Unfortunately, Westone went out of business in 2014, and the intellectual properties were liquidated to a company called LAT. The Korean developer CFK then picked up the rights to the original Wonder Boy, and created Wonder Boy Returns in 2016. It’s technically the first follow-up to the original game not to use the Takahashi Meijin / Adventure Island name.

It straddles the line between a remake and a sequel. There are ten worlds, each with four levels. The first world is a pretty close recreation from the set of stages in the original arcade game, but most of the rest are of the levels are new, with many new background sets and enemies. All of the boss fights have been redone too, with original bosses at the end of each world instead of the head-swapped near-identical foes of the original game. However, very little of the core mechanics have changed – for example, the only power-ups are the hammer and the skateboard.

The colorful art style, with chubby, cartoonish characters perfectly fits with the game world. The new intro, which shows Tina getting made at the hero for his flirtatious ways but getting kidnapped by a demon, is pretty cute. But it only looks good in stills – like many of these types of remakes, the developers didn’t really add any extra animation frames, so the high definition of the sprites really makes their choppiness stand out. In fact, some are markedly worse than the original game – for example, the jumping cycle of the frog enemy, which doesn’t even move smoothly at all. It looks astonishingly bad.

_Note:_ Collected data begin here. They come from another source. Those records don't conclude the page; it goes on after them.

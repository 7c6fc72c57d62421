//! REST client for the storefront backend.
//!
//! Every request is joined onto the configured base URL, carries an
//! `x-request-id` header and, when a session token is set, an
//! `Authorization: Bearer <token>` header. Error bodies are read for their
//! `error` or `message` field.
//!
//! The endpoint methods live in one submodule per resource.

mod auth;
mod cache;
mod categories;
mod dashboard;
mod employees;
mod orders;
mod payments;
mod products;
pub mod types;
mod users;

use std::sync::Arc;
use std::time::Duration;

use moka::future::Cache;
use reqwest::{Method, RequestBuilder, StatusCode};
use secrecy::{ExposeSecret, SecretString};
use serde::de::DeserializeOwned;
use serde::{Deserialize, Serialize};
use thiserror::Error;
use tokio::sync::RwLock;
use tracing::{debug, instrument};
use url::Url;

use crate::config::ClientConfig;
use cache::CacheValue;

/// How long the dashboard chart datasets are reused before refetching.
pub const CHART_CACHE_TTL: Duration = Duration::from_secs(300);

/// Errors that can occur when talking to the backend.
#[derive(Debug, Error)]
pub enum ApiError {
    /// HTTP request failed (connection, TLS, timeout).
    #[error("HTTP error: {0}")]
    Http(#[from] reqwest::Error),

    /// Backend answered with a non-success status.
    #[error("API error {status}: {}", .message.as_deref().unwrap_or("no details"))]
    Status {
        status: u16,
        /// The body's `error` or `message` field, when present.
        message: Option<String>,
    },

    /// Resource not found.
    #[error("Not found: {0}")]
    NotFound(String),

    /// Rate limited by the backend.
    #[error("Rate limited, retry after {0} seconds")]
    RateLimited(u64),

    /// Response body did not match the expected shape.
    #[error("Parse error: {0}")]
    Parse(String),

    /// A path could not be joined onto the base URL.
    #[error("Invalid URL: {0}")]
    InvalidUrl(String),
}

impl ApiError {
    /// Message the backend attached to a rejection, if any.
    #[must_use]
    pub fn server_message(&self) -> Option<&str> {
        match self {
            Self::Status { message, .. } => message.as_deref(),
            _ => None,
        }
    }

    /// Whether the failure happened below the HTTP layer or in decoding.
    #[must_use]
    pub const fn is_transport(&self) -> bool {
        matches!(self, Self::Http(_) | Self::Parse(_) | Self::InvalidUrl(_))
    }
}

#[derive(Debug, Default, Deserialize)]
struct ErrorBody {
    #[serde(default)]
    error: Option<String>,
    #[serde(default)]
    message: Option<String>,
}

/// Client for the storefront REST API.
///
/// Cheap to clone; clones share the connection pool, the token and the chart
/// cache.
#[derive(Clone)]
pub struct ApiClient {
    inner: Arc<ApiClientInner>,
}

struct ApiClientInner {
    client: reqwest::Client,
    base_url: Url,
    token: RwLock<Option<SecretString>>,
    cache: Cache<&'static str, CacheValue>,
}

impl std::fmt::Debug for ApiClient {
    fn fmt(&self, f: &mut std::fmt::Formatter<'_>) -> std::fmt::Result {
        f.debug_struct("ApiClient")
            .field("base_url", &self.inner.base_url.as_str())
            .finish_non_exhaustive()
    }
}

impl ApiClient {
    /// Create a client for the configured API URL.
    ///
    /// # Errors
    ///
    /// Returns an error if the HTTP client fails to build.
    pub fn new(config: &ClientConfig) -> Result<Self, ApiError> {
        Self::with_chart_ttl(config.api_url.clone(), CHART_CACHE_TTL)
    }

    /// Create a client with a custom chart cache lifetime.
    ///
    /// # Errors
    ///
    /// Returns an error if the HTTP client fails to build.
    pub fn with_chart_ttl(base_url: Url, ttl: Duration) -> Result<Self, ApiError> {
        let client = reqwest::Client::builder()
            .user_agent(concat!("storedesk/", env!("CARGO_PKG_VERSION")))
            .build()?;

        let cache = Cache::builder().max_capacity(16).time_to_live(ttl).build();

        Ok(Self {
            inner: Arc::new(ApiClientInner {
                client,
                base_url,
                token: RwLock::new(None),
                cache,
            }),
        })
    }

    /// Base URL every path is joined onto.
    #[must_use]
    pub fn base_url(&self) -> &Url {
        &self.inner.base_url
    }

    /// Set or clear the bearer token sent with every request.
    pub async fn set_token(&self, token: Option<SecretString>) {
        *self.inner.token.write().await = token;
    }

    /// Whether a bearer token is currently set.
    pub async fn has_token(&self) -> bool {
        self.inner.token.read().await.is_some()
    }

    /// Drop cached chart datasets.
    pub async fn invalidate_charts(&self) {
        self.inner.cache.invalidate_all();
        self.inner.cache.run_pending_tasks().await;
    }

    /// Resolve a possibly relative URL (e.g. an uploaded file) against the base URL.
    #[must_use]
    pub fn resolve_url(&self, url: &str) -> String {
        if url.starts_with("http://") || url.starts_with("https://") {
            return url.to_string();
        }
        self.inner
            .base_url
            .join(url.trim_start_matches('/'))
            .map_or_else(|_| url.to_string(), String::from)
    }

    // =========================================================================
    // Request plumbing
    // =========================================================================

    async fn request(&self, method: Method, path: &str) -> Result<RequestBuilder, ApiError> {
        let url = self
            .inner
            .base_url
            .join(path.trim_start_matches('/'))
            .map_err(|e| ApiError::InvalidUrl(format!("{path}: {e}")))?;

        let mut builder = self
            .inner
            .client
            .request(method, url)
            .header("x-request-id", uuid::Uuid::new_v4().to_string());

        if let Some(token) = self.inner.token.read().await.as_ref() {
            builder = builder.bearer_auth(token.expose_secret());
        }
        Ok(builder)
    }

    /// Send a request and decode the JSON response.
    #[instrument(skip(self, builder))]
    async fn execute<T: DeserializeOwned>(
        &self,
        path: &str,
        builder: RequestBuilder,
    ) -> Result<T, ApiError> {
        let response = builder.send().await?;
        let status = response.status();

        // Check for rate limiting
        if status == StatusCode::TOO_MANY_REQUESTS {
            let retry_after = response
                .headers()
                .get("Retry-After")
                .and_then(|v| v.to_str().ok())
                .and_then(|s| s.parse::<u64>().ok())
                .unwrap_or(60);
            return Err(ApiError::RateLimited(retry_after));
        }

        let response_text = response.text().await?;

        if !status.is_success() {
            tracing::error!(
                status = %status,
                body = %response_text.chars().take(500).collect::<String>(),
                "API returned non-success status"
            );
            if status == StatusCode::NOT_FOUND {
                return Err(ApiError::NotFound(path.to_string()));
            }
            let body: ErrorBody = serde_json::from_str(&response_text).unwrap_or_default();
            return Err(ApiError::Status {
                status: status.as_u16(),
                message: body.error.or(body.message),
            });
        }

        let raw = if response_text.trim().is_empty() {
            "null"
        } else {
            response_text.as_str()
        };
        serde_json::from_str(raw).map_err(|e| {
            tracing::error!(
                error = %e,
                body = %response_text.chars().take(500).collect::<String>(),
                "Failed to parse API response"
            );
            ApiError::Parse(e.to_string())
        })
    }

    pub(crate) async fn get<T: DeserializeOwned>(&self, path: &str) -> Result<T, ApiError> {
        let builder = self.request(Method::GET, path).await?;
        self.execute(path, builder).await
    }

    pub(crate) async fn get_with_query<T: DeserializeOwned, Q: Serialize + Sync>(
        &self,
        path: &str,
        query: &Q,
    ) -> Result<T, ApiError> {
        let builder = self.request(Method::GET, path).await?.query(query);
        self.execute(path, builder).await
    }

    pub(crate) async fn post<T: DeserializeOwned, B: Serialize + Sync>(
        &self,
        path: &str,
        body: &B,
    ) -> Result<T, ApiError> {
        let builder = self.request(Method::POST, path).await?.json(body);
        self.execute(path, builder).await
    }

    pub(crate) async fn put<T: DeserializeOwned, B: Serialize + Sync>(
        &self,
        path: &str,
        body: &B,
    ) -> Result<T, ApiError> {
        let builder = self.request(Method::PUT, path).await?.json(body);
        self.execute(path, builder).await
    }

    pub(crate) async fn delete(&self, path: &str) -> Result<(), ApiError> {
        let builder = self.request(Method::DELETE, path).await?;
        let _: serde_json::Value = self.execute(path, builder).await?;
        Ok(())
    }

    pub(crate) async fn post_multipart<T: DeserializeOwned>(
        &self,
        path: &str,
        form: reqwest::multipart::Form,
    ) -> Result<T, ApiError> {
        let builder = self.request(Method::POST, path).await?.multipart(form);
        self.execute(path, builder).await
    }

    async fn cached(&self, key: &'static str) -> Option<CacheValue> {
        let value = self.inner.cache.get(key).await;
        if value.is_some() {
            debug!(key, "Cache hit");
        }
        value
    }

    async fn cache_insert(&self, key: &'static str, value: CacheValue) {
        self.inner.cache.insert(key, value).await;
    }
}

#[cfg(test)]
#[allow(clippy::unwrap_used)]
mod tests {
    use super::*;

    fn client() -> ApiClient {
        ApiClient::with_chart_ttl(
            Url::parse("https://api.example.com/v1/").unwrap(),
            CHART_CACHE_TTL,
        )
        .unwrap()
    }

    #[test]
    fn test_resolve_url() {
        let client = client();
        assert_eq!(
            client.resolve_url("/uploads/a.png"),
            "https://api.example.com/v1/uploads/a.png"
        );
        assert_eq!(
            client.resolve_url("https://cdn.example.com/a.png"),
            "https://cdn.example.com/a.png"
        );
    }

    #[test]
    fn test_server_message() {
        let err = ApiError::Status {
            status: 400,
            message: Some("Email already exists".to_string()),
        };
        assert_eq!(err.server_message(), Some("Email already exists"));
        assert_eq!(err.to_string(), "API error 400: Email already exists");
        assert!(!err.is_transport());

        let err = ApiError::Status {
            status: 500,
            message: None,
        };
        assert_eq!(err.to_string(), "API error 500: no details");
    }

    #[tokio::test]
    async fn test_token_roundtrip() {
        let client = client();
        assert!(!client.has_token().await);
        client
            .set_token(Some(SecretString::from("abc".to_string())))
            .await;
        assert!(client.clone().has_token().await);
        client.set_token(None).await;
        assert!(!client.has_token().await);
    }
}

That kind of cheapness pervades the entire game. The main character begins each stage in his idle animation, a few pixels below the actual ground. The camera often has trouble keeping up with the orientation of the character after starting a new life. On easy mode, all of the levels (and even the ending) are unlocked straight from the beginning, and you’re given a generous ten lives to beat them. There is a challenge mode that gives you a traditional arcade-type experience (run through all 40 levels in one go, with three lives), but it’s just weird. Plus, even though it controls well most of the time, there are little quirks that make it feel sloppier than normal. The original game was always a little slippery, but the inertia here is a little different, as well as the way it registers jump heights. It doesn’t make the game unplayable but it is noticeable. As a plus, Tina becomes a playable character if you collect 30 bonus dolls in the stages.

Overall, there’s a pervasive sense this was done on the quick and cheap. It doesn’t do anything to improve on the original game beyond the new levels and bosses, but the flat difficulty curve means the later levels aren’t really any harder than the early ones. Ultimately, a disappointment.